▶ _Your instructions_
Every record is to be transcribed exactly as written.

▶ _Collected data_
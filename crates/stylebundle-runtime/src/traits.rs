/*
 * traits.rs
 * Copyright (c) 2025 Posit, PBC
 *
 * Defines the SystemRuntime trait and supporting types for the runtime abstraction layer.
 *
 * This abstraction allows the bundler to run against different file systems:
 * - NativeRuntime: Full system access using std
 * - MemoryRuntime: In-memory virtual file system (tests, embedding)
 */

use std::io;
use std::path::{Path, PathBuf};

/// Result type for runtime operations
pub type RuntimeResult<T> = Result<T, RuntimeError>;

/// Errors that can occur during runtime operations
#[derive(Debug)]
pub enum RuntimeError {
    /// Standard I/O error
    Io(io::Error),

    /// Operation not supported on this runtime
    NotSupported(String),

    /// SASS compilation failed
    SassError(String),
}

impl RuntimeError {
    /// The underlying I/O error kind, if this is an I/O error.
    pub fn io_kind(&self) -> Option<io::ErrorKind> {
        match self {
            RuntimeError::Io(e) => Some(e.kind()),
            _ => None,
        }
    }

    /// Whether retrying the same operation may succeed.
    ///
    /// Only interrupted, would-block and timed-out I/O errors qualify.
    pub fn is_transient(&self) -> bool {
        matches!(
            self.io_kind(),
            Some(io::ErrorKind::Interrupted | io::ErrorKind::WouldBlock | io::ErrorKind::TimedOut)
        )
    }
}

impl std::fmt::Display for RuntimeError {
    fn fmt(&self, f: &mut std::fmt::Formatter<'_>) -> std::fmt::Result {
        match self {
            RuntimeError::Io(e) => write!(f, "I/O error: {}", e),
            RuntimeError::NotSupported(msg) => write!(f, "Operation not supported: {}", msg),
            RuntimeError::SassError(msg) => write!(f, "SASS compilation error: {}", msg),
        }
    }
}

impl std::error::Error for RuntimeError {
    fn source(&self) -> Option<&(dyn std::error::Error + 'static)> {
        match self {
            RuntimeError::Io(e) => Some(e),
            _ => None,
        }
    }
}

impl From<io::Error> for RuntimeError {
    fn from(e: io::Error) -> Self {
        RuntimeError::Io(e)
    }
}

/// Type of filesystem path
#[derive(Debug, Clone, Copy, PartialEq, Eq)]
pub enum PathKind {
    /// Regular file
    File,
    /// Directory
    Directory,
}

/// Trait defining the file system operations the bundler needs.
///
/// Implementations must be `Send + Sync`: a single runtime is shared by
/// every worker task of a build.
pub trait SystemRuntime: Send + Sync {
    // ═══════════════════════════════════════════════════════════════════════
    // FILE OPERATIONS
    // ═══════════════════════════════════════════════════════════════════════

    /// Read entire file contents as bytes.
    fn file_read(&self, path: &Path) -> RuntimeResult<Vec<u8>>;

    /// Read file as string with UTF-8 encoding.
    ///
    /// Default implementation reads bytes and converts to string.
    fn file_read_string(&self, path: &Path) -> RuntimeResult<String> {
        let bytes = self.file_read(path)?;
        String::from_utf8(bytes).map_err(|e| {
            RuntimeError::Io(io::Error::new(
                io::ErrorKind::InvalidData,
                format!("Invalid UTF-8 in file: {}", e),
            ))
        })
    }

    /// Write bytes to file (creates or overwrites).
    fn file_write(&self, path: &Path, contents: &[u8]) -> RuntimeResult<()>;

    /// Check if path exists, optionally filtering by type.
    fn path_exists(&self, path: &Path, kind: Option<PathKind>) -> RuntimeResult<bool>;

    /// Check if path exists and is a file.
    ///
    /// Convenience method that calls `path_exists` with `PathKind::File`.
    fn is_file(&self, path: &Path) -> RuntimeResult<bool> {
        self.path_exists(path, Some(PathKind::File))
    }

    /// Check if path exists and is a directory.
    ///
    /// Convenience method that calls `path_exists` with `PathKind::Directory`.
    fn is_dir(&self, path: &Path) -> RuntimeResult<bool> {
        self.path_exists(path, Some(PathKind::Directory))
    }

    /// Canonicalize a path (resolve symlinks, make absolute).
    ///
    /// On the native runtime, this resolves symlinks and returns an absolute path.
    /// In-memory runtimes only normalize `.` and `..` components.
    ///
    /// Returns an error if the path doesn't exist.
    fn canonicalize(&self, path: &Path) -> RuntimeResult<PathBuf>;

    // ═══════════════════════════════════════════════════════════════════════
    // DIRECTORY OPERATIONS
    // ═══════════════════════════════════════════════════════════════════════

    /// Create directory (optionally with parents).
    fn dir_create(&self, path: &Path, recursive: bool) -> RuntimeResult<()>;

    /// Get current working directory.
    fn cwd(&self) -> RuntimeResult<PathBuf>;
}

▶ _Expected answer_
filename crates/stylebundle-runtime/src/traits.rs
/*
 * traits.rs
 * Copyright (c) 2025 Posit, PBC
 *
 * Defines the SystemRuntime trait and supporting types for the runtime abstraction layer.
 *
 * This abstraction allows the bundler to run against different file systems:
 * - NativeRuntime: Full system access using std
 * - MemoryRuntime: In-memory virtual file system (tests, embedding)
 */

use std::io;
use std::path::{Path, PathBuf};

/// Result type for runtime operations
pub type RuntimeResult<T> = Result<T, RuntimeError>;

/// Errors that can occur during runtime operations
#[derive(Debug)]
pub enum RuntimeError {
    /// Standard I/O error
    Io(io::Error),

    /// Operation not supported on this runtime
    NotSupported(String),

    /// SASS compilation failed
    SassError(String),
}

impl RuntimeError {
    /// The underlying I/O error kind, if this is an I/O error.
    pub fn io_kind(&self) -> Option<io::ErrorKind> {
        match self {
            RuntimeError::Io(e) => Some(e.kind()),
            _ => None,
        }
    }

    /// Whether retrying the same operation may succeed.
    ///
    /// Only interrupted, would-block and timed-out I/O errors qualify.
    pub fn is_transient(&self) -> bool {
        matches!(
            self.io_kind(),
            Some(io::ErrorKind::Interrupted | io::ErrorKind::WouldBlock | io::ErrorKind::TimedOut)
        )
    }
}

impl std::fmt::Display for RuntimeError {
    fn fmt(&self, f: &mut std::fmt::Formatter<'_>) -> std::fmt::Result {
        match self {
            RuntimeError::Io(e) => write!(f, "I/O error: {}", e),
            RuntimeError::NotSupported(msg) => write!(f, "Operation not supported: {}", msg),
            RuntimeError::SassError(msg) => write!(f, "SASS compilation error: {}", msg),
        }
    }
}

impl std::error::Error for RuntimeError {
    fn source(&self) -> Option<&(dyn std::error::Error + 'static)> {
        match self {
            RuntimeError::Io(e) => Some(e),
            _ => None,
        }
    }
}

impl From<io::Error> for RuntimeError {
    fn from(e: io::Error) -> Self {
        RuntimeError::Io(e)
    }
}

/// Type of filesystem path
#[derive(Debug, Clone, Copy, PartialEq, Eq)]
pub enum PathKind {
    /// Regular file
    File,
    /// Directory
    Directory,
}

/// Trait defining the file system operations the bundler needs.
///
/// Implementations must be `Send + Sync`: a single runtime is shared by
/// every worker task of a build.
pub trait SystemRuntime: Send + Sync {
    // ═══════════════════════════════════════════════════════════════════════
    // FILE OPERATIONS
    // ═══════════════════════════════════════════════════════════════════════

    /// Read entire file contents as bytes.
    fn file_read(&self, path: &Path) -> RuntimeResult<Vec<u8>>;

    /// Read file as string with UTF-8 encoding.
    ///
    /// Default implementation reads bytes and converts to string.
    fn file_read_string(&self, path: &Path) -> RuntimeResult<String> {
        let bytes = self.file_read(path)?;
        String::from_utf8(bytes).map_err(|e| {
            RuntimeError::Io(io::Error::new(
                io::ErrorKind::InvalidData,
                format!("Invalid UTF-8 in file: {}", e),
            ))
        })
    }

    /// Write bytes to file (creates or overwrites).
    fn file_write(&self, path: &Path, contents: &[u8]) -> RuntimeResult<()>;

    /// Check if path exists, optionally filtering by type.
    fn path_exists(&self, path: &Path, kind: Option<PathKind>) -> RuntimeResult<bool>;

    /// Check if path exists and is a file.
    ///
    /// Convenience method that calls `path_exists` with `PathKind::File`.
    fn is_file(&self, path: &Path) -> RuntimeResult<bool> {
        self.path_exists(path, Some(PathKind::File))
    }

    /// Check if path exists and is a directory.
    ///
    /// Convenience method that calls `path_exists` with `PathKind::Directory`.
    fn is_dir(&self, path: &Path) -> RuntimeResult<bool> {
        self.path_exists(path, Some(PathKind::Directory))
    }

    /// Canonicalize a path (resolve symlinks, make absolute).
    ///
    /// On the native runtime, this resolves symlinks and returns an absolute path.
    /// In-memory runtimes only normalize `.` and `..` components.
    ///
    /// Returns an error if the path doesn't exist.
    fn canonicalize(&self, path: &Path) -> RuntimeResult<PathBuf>;

    // ═══════════════════════════════════════════════════════════════════════
    // DIRECTORY OPERATIONS
    // ═══════════════════════════════════════════════════════════════════════

    /// Create directory (optionally with parents).
    fn dir_create(&self, path: &Path, recursive: bool) -> RuntimeResult<()>;

    /// Get current working directory.
    fn cwd(&self) -> RuntimeResult<PathBuf>;
}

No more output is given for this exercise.